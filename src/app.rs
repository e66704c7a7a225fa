//! The daemon's own configuration file.

use std::path::Path;
use std::sync::OnceLock;

use serde::{Deserialize, Serialize};

use crate::config::{
    ConfigError, FieldSpec, Loader, RawMapping, Resolved, Rule, Schema, Schematic, Source,
};

/// Where the application config file lives unless the caller says otherwise.
pub const DEFAULT_CONFIG_PATH: &str = "/etc/kamonitu/kamonitu.ini";

const CHECK_DEFINITIONS_SUBDIR: &str = "check_definitions";

#[derive(Debug, Clone, Default, PartialEq, Eq, Serialize, Deserialize)]
pub struct AppConfig {
    pub var_dir: String,
    pub config_dir: String,
    pub log_dir: String,
    pub log_level: String,
    pub interval_seconds_between_main_loop_runs: i64,
    pub check_definitions_dir: String,
}

type Field = FieldSpec<AppConfig>;

impl Schematic for AppConfig {
    fn schema() -> &'static Schema<Self> {
        static SCHEMA: OnceLock<Schema<AppConfig>> = OnceLock::new();
        SCHEMA.get_or_init(|| {
            Schema::new(vec![
                Field::string("var_dir", |c| c.var_dir.as_str(), |c, v| c.var_dir = v)
                    .required()
                    .rule(Rule::WriteableDirectory),
                Field::string("config_dir", |c| c.config_dir.as_str(), |c, v| c.config_dir = v)
                    .required()
                    .rule(Rule::ReadableDirectory),
                Field::string("log_dir", |c| c.log_dir.as_str(), |c, v| c.log_dir = v)
                    .required()
                    .rule(Rule::WriteableDirectory),
                Field::string("log_level", |c| c.log_level.as_str(), |c, v| c.log_level = v)
                    .rule(Rule::one_of(["debug", "info", "warn", "error"])),
                Field::int(
                    "interval_seconds_between_main_loop_runs",
                    |c| c.interval_seconds_between_main_loop_runs,
                    |c, v| c.interval_seconds_between_main_loop_runs = v,
                )
                .rule(Rule::Within { low: 1, high: 60 }),
                Field::string(
                    "check_definitions_dir",
                    |c| c.check_definitions_dir.as_str(),
                    |c, v| c.check_definitions_dir = v,
                )
                .rule(Rule::ReadableDirectory),
            ])
        })
    }
}

impl AppConfig {
    /// Values used for any key the config file leaves out.
    pub fn hardcoded_defaults() -> RawMapping {
        [
            ("var_dir", "/var/lib/kamonitu"),
            ("config_dir", "/etc/kamonitu"),
            ("log_dir", "/var/log/kamonitu"),
            ("log_level", "warn"),
            ("interval_seconds_between_main_loop_runs", "60"),
        ]
        .into_iter()
        .map(|(k, v)| (k.to_string(), v.to_string()))
        .collect()
    }

    /// `<config_dir>/check_definitions`, for configs that don't name their
    /// check definitions directory.
    pub fn derive_check_definitions_dir(merged: &RawMapping) -> Option<String> {
        let config_dir = merged.get("config_dir")?;
        let derived = Path::new(config_dir).join(CHECK_DEFINITIONS_SUBDIR);
        Some(derived.to_string_lossy().into_owned())
    }

    /// The loading pipeline for the config file at `path`: hardcoded
    /// defaults, then the required file, then the derived check directory.
    pub fn loader(path: impl AsRef<Path>) -> Loader {
        Loader::new()
            .with_defaults(Self::hardcoded_defaults(), Source::Hardcoded)
            .with_file(path, true, Source::IniFile)
            .with_derived(
                "check_definitions_dir",
                Self::derive_check_definitions_dir,
                Source::Hardcoded,
            )
    }

    /// Loads and validates the application config from `path`.
    ///
    /// The file must exist. `check_definitions_dir` defaults to
    /// `<config_dir>/check_definitions` when the file doesn't set it.
    pub fn load(path: impl AsRef<Path>) -> Result<Resolved<AppConfig>, ConfigError> {
        let path = path.as_ref();
        tracing::info!(path = %path.display(), "loading application config file");
        let resolved = Self::loader(path).load(&AppConfig::default())?;
        tracing::debug!(path = %path.display(), config = ?resolved.value, "application config loaded");
        Ok(resolved)
    }
}
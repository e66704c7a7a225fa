//! Monitoring check definitions.
//!
//! Each check lives in its own `<name>.ini` file inside the check definitions
//! directory. Values a check file leaves out come from the shared
//! `check_defaults.ini` in the config directory, and failing that from the
//! hardcoded defaults below.

use std::path::Path;
use std::sync::OnceLock;

use serde::{Deserialize, Serialize};

use crate::app::AppConfig;
use crate::config::{
    load_flat_file, map, validate, ConfigError, DefaultsCascade, FieldSpec, RawMapping, Rule,
    Schema, Schematic,
};
use crate::store::{EntityStore, StoreError};

/// Name of the shared defaults file inside the config directory.
pub const CHECK_DEFAULTS_FILE_NAME: &str = "check_defaults.ini";

const INTERVAL: Rule = Rule::Within { low: 5, high: 3600 };
const DELAY: Rule = Rule::Within { low: 0, high: 600 };
const TIMEOUT: Rule = Rule::Within { low: 1, high: 120 };
const STOP_AFTER_TIMEOUTS: Rule = Rule::Within { low: 1, high: 10 };

/// The timing settings every check inherits unless it overrides them.
#[derive(Debug, Clone, PartialEq, Eq, Serialize, Deserialize)]
pub struct CheckDefinitionDefaults {
    pub interval_seconds_between_checks: i64,
    pub delay_seconds_before_first_check: i64,
    pub timeout_seconds: i64,
    pub stop_checking_after_number_of_timeouts: i64,
}

impl Default for CheckDefinitionDefaults {
    fn default() -> Self {
        Self {
            interval_seconds_between_checks: 120,
            delay_seconds_before_first_check: 0,
            timeout_seconds: 60,
            stop_checking_after_number_of_timeouts: 3,
        }
    }
}

impl Schematic for CheckDefinitionDefaults {
    fn schema() -> &'static Schema<Self> {
        type Field = FieldSpec<CheckDefinitionDefaults>;
        static SCHEMA: OnceLock<Schema<CheckDefinitionDefaults>> = OnceLock::new();
        SCHEMA.get_or_init(|| {
            Schema::new(vec![
                Field::int(
                    "interval_seconds_between_checks",
                    |d| d.interval_seconds_between_checks,
                    |d, v| d.interval_seconds_between_checks = v,
                )
                .rule(INTERVAL),
                Field::int(
                    "delay_seconds_before_first_check",
                    |d| d.delay_seconds_before_first_check,
                    |d, v| d.delay_seconds_before_first_check = v,
                )
                .rule(DELAY),
                Field::int(
                    "timeout_seconds",
                    |d| d.timeout_seconds,
                    |d, v| d.timeout_seconds = v,
                )
                .rule(TIMEOUT),
                Field::int(
                    "stop_checking_after_number_of_timeouts",
                    |d| d.stop_checking_after_number_of_timeouts,
                    |d, v| d.stop_checking_after_number_of_timeouts = v,
                )
                .rule(STOP_AFTER_TIMEOUTS),
            ])
        })
    }
}

impl CheckDefinitionDefaults {
    /// The bottom layer of the check defaults cascade.
    pub fn hardcoded() -> RawMapping {
        Self::schema().render(&Self::default())
    }
}

/// One check, as read from its definition file.
///
/// The timing fields of [`CheckDefinitionDefaults`] are flattened into this
/// type so that a check file can override each of them individually.
#[derive(Debug, Clone, PartialEq, Eq, Serialize, Deserialize)]
pub struct CheckDefinition {
    pub check_command: String,
    pub interval_seconds_between_checks: i64,
    pub delay_seconds_before_first_check: i64,
    pub timeout_seconds: i64,
    pub stop_checking_after_number_of_timeouts: i64,
}

impl Default for CheckDefinition {
    fn default() -> Self {
        let d = CheckDefinitionDefaults::default();
        Self {
            check_command: String::new(),
            interval_seconds_between_checks: d.interval_seconds_between_checks,
            delay_seconds_before_first_check: d.delay_seconds_before_first_check,
            timeout_seconds: d.timeout_seconds,
            stop_checking_after_number_of_timeouts: d.stop_checking_after_number_of_timeouts,
        }
    }
}

impl Schematic for CheckDefinition {
    fn schema() -> &'static Schema<Self> {
        type Field = FieldSpec<CheckDefinition>;
        static SCHEMA: OnceLock<Schema<CheckDefinition>> = OnceLock::new();
        SCHEMA.get_or_init(|| {
            Schema::new(vec![
                Field::string(
                    "check_command",
                    |c| c.check_command.as_str(),
                    |c, v| c.check_command = v,
                )
                .required(),
                Field::int(
                    "interval_seconds_between_checks",
                    |c| c.interval_seconds_between_checks,
                    |c, v| c.interval_seconds_between_checks = v,
                )
                .rule(INTERVAL),
                Field::int(
                    "delay_seconds_before_first_check",
                    |c| c.delay_seconds_before_first_check,
                    |c, v| c.delay_seconds_before_first_check = v,
                )
                .rule(DELAY),
                Field::int(
                    "timeout_seconds",
                    |c| c.timeout_seconds,
                    |c, v| c.timeout_seconds = v,
                )
                .rule(TIMEOUT),
                Field::int(
                    "stop_checking_after_number_of_timeouts",
                    |c| c.stop_checking_after_number_of_timeouts,
                    |c, v| c.stop_checking_after_number_of_timeouts = v,
                )
                .rule(STOP_AFTER_TIMEOUTS),
            ])
        })
    }
}

/// Builds the check defaults cascade from the hardcoded values and an
/// optional shared defaults file.
///
/// A shared file that exists must itself be a valid set of check defaults:
/// unknown keys, non-integers and out-of-range values are rejected here
/// rather than failing every check file the same way.
pub fn load_check_defaults(path: impl AsRef<Path>) -> Result<DefaultsCascade, ConfigError> {
    let path = path.as_ref();
    let cascade = DefaultsCascade::new(CheckDefinitionDefaults::hardcoded());

    tracing::info!(path = %path.display(), "loading check definition defaults");
    let Some(shared) = load_flat_file(path, false)? else {
        tracing::warn!(path = %path.display(), "check definition defaults file not found");
        return Ok(cascade);
    };

    let schema = CheckDefinitionDefaults::schema();
    let defaults = map(schema, &shared, &CheckDefinitionDefaults::default())
        .and_then(|d| validate(schema, &d).map(|()| d))
        .map_err(|e| e.in_file(path))?;
    tracing::debug!(path = %path.display(), ?defaults, "check definition defaults loaded");

    Ok(cascade.with_shared(shared))
}

/// The store of check definition files.
pub type CheckDefinitionStore = EntityStore<CheckDefinition>;

impl EntityStore<CheckDefinition> {
    /// Opens the check store described by a validated application config.
    pub fn open(config: &AppConfig) -> Result<Self, StoreError> {
        let defaults_path = Path::new(&config.config_dir).join(CHECK_DEFAULTS_FILE_NAME);
        let cascade = load_check_defaults(&defaults_path).map_err(StoreError::Defaults)?;
        Ok(Self::new(
            &config.check_definitions_dir,
            cascade,
            CheckDefinition::default(),
        ))
    }
}

#[cfg(test)]
mod tests {
    use super::*;
    use crate::config::Source;
    use std::fs;
    use tempfile::TempDir;

    fn write(dir: &TempDir, name: &str, contents: &str) -> std::path::PathBuf {
        let path = dir.path().join(name);
        fs::write(&path, contents).unwrap();
        path
    }

    #[test]
    fn test_hardcoded_defaults() {
        let hardcoded = CheckDefinitionDefaults::hardcoded();
        assert_eq!(hardcoded["interval_seconds_between_checks"], "120");
        assert_eq!(hardcoded["delay_seconds_before_first_check"], "0");
        assert_eq!(hardcoded["timeout_seconds"], "60");
        assert_eq!(hardcoded["stop_checking_after_number_of_timeouts"], "3");
        assert_eq!(hardcoded.len(), 4);
    }

    #[test]
    fn test_empty_defaults_file_keeps_hardcoded() {
        let dir = TempDir::new().unwrap();
        let path = write(&dir, CHECK_DEFAULTS_FILE_NAME, "");

        let cascade = load_check_defaults(&path).unwrap();
        assert!(cascade.shared().is_empty());
        assert_eq!(cascade.hardcoded(), &CheckDefinitionDefaults::hardcoded());
    }

    #[test]
    fn test_defaults_file_overrides() {
        let dir = TempDir::new().unwrap();
        let path = write(&dir, CHECK_DEFAULTS_FILE_NAME, "interval_seconds_between_checks = 50\n");

        let cascade = load_check_defaults(&path).unwrap();
        let (merged, provenance) = cascade.resolve(&RawMapping::new());
        assert_eq!(merged["interval_seconds_between_checks"], "50");
        assert_eq!(merged["timeout_seconds"], "60");
        assert_eq!(
            provenance.get("interval_seconds_between_checks"),
            Some(Source::SharedDefaultFile)
        );
    }

    #[test]
    fn test_invalid_defaults_file() {
        let dir = TempDir::new().unwrap();

        let path = write(&dir, "bad_int.ini", "interval_seconds_between_checks = foo\n");
        let err = load_check_defaults(&path).unwrap_err();
        assert!(matches!(err.root(), ConfigError::TypeCoercion { .. }));

        let path = write(&dir, "bad_key.ini", "interval_seconds_between_checks = 30\nfoo = 30\n");
        let err = load_check_defaults(&path).unwrap_err();
        assert!(matches!(err.root(), ConfigError::UnknownKeys(keys) if keys == &["foo"]));

        let path = write(&dir, "bad_range.ini", "timeout_seconds = 0\n");
        let err = load_check_defaults(&path).unwrap_err();
        assert!(matches!(err.root(), ConfigError::OutOfRange { .. }));
    }

    #[test]
    fn test_check_command_is_required() {
        let dir = TempDir::new().unwrap();
        write(&dir, "load.ini", "timeout_seconds = 10\n");

        let store = CheckDefinitionStore::new(
            dir.path(),
            DefaultsCascade::new(CheckDefinitionDefaults::hardcoded()),
            CheckDefinition::default(),
        );
        let err = store.load("load.ini").unwrap_err();
        assert!(matches!(err, ConfigError::MissingRequiredKey(ref key) if key == "check_command"));
    }

    #[test]
    fn test_open_from_app_config() {
        let root = TempDir::new().unwrap();
        let checks = root.path().join("checks");
        fs::create_dir(&checks).unwrap();
        fs::write(
            root.path().join(CHECK_DEFAULTS_FILE_NAME),
            "timeout_seconds = 30\n",
        )
        .unwrap();
        fs::write(checks.join("ping.ini"), "check_command = /bin/ping -c1 localhost\n").unwrap();

        let config = AppConfig {
            config_dir: root.path().to_string_lossy().into_owned(),
            check_definitions_dir: checks.to_string_lossy().into_owned(),
            ..AppConfig::default()
        };
        let store = CheckDefinitionStore::open(&config).unwrap();
        let scan = store.scan().unwrap();

        let ping = &scan.entities["ping.ini"];
        assert_eq!(ping.value.timeout_seconds, 30);
        assert_eq!(ping.provenance.get("timeout_seconds"), Some(Source::SharedDefaultFile));
        assert_eq!(ping.provenance.get("check_command"), Some(Source::EntityFile));
    }

    #[test]
    fn test_open_rejects_broken_defaults() {
        let root = TempDir::new().unwrap();
        fs::write(root.path().join(CHECK_DEFAULTS_FILE_NAME), "oops\n").unwrap();

        let config = AppConfig {
            config_dir: root.path().to_string_lossy().into_owned(),
            check_definitions_dir: root.path().to_string_lossy().into_owned(),
            ..AppConfig::default()
        };
        assert!(matches!(
            CheckDefinitionStore::open(&config),
            Err(StoreError::Defaults(ConfigError::Syntax { .. }))
        ));
    }
}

### EXERCISE OBJECTIVE
Say how many lines in the records above hold "inside", and give no other text.

### OUTPUT FOR THIS EXERCISE
2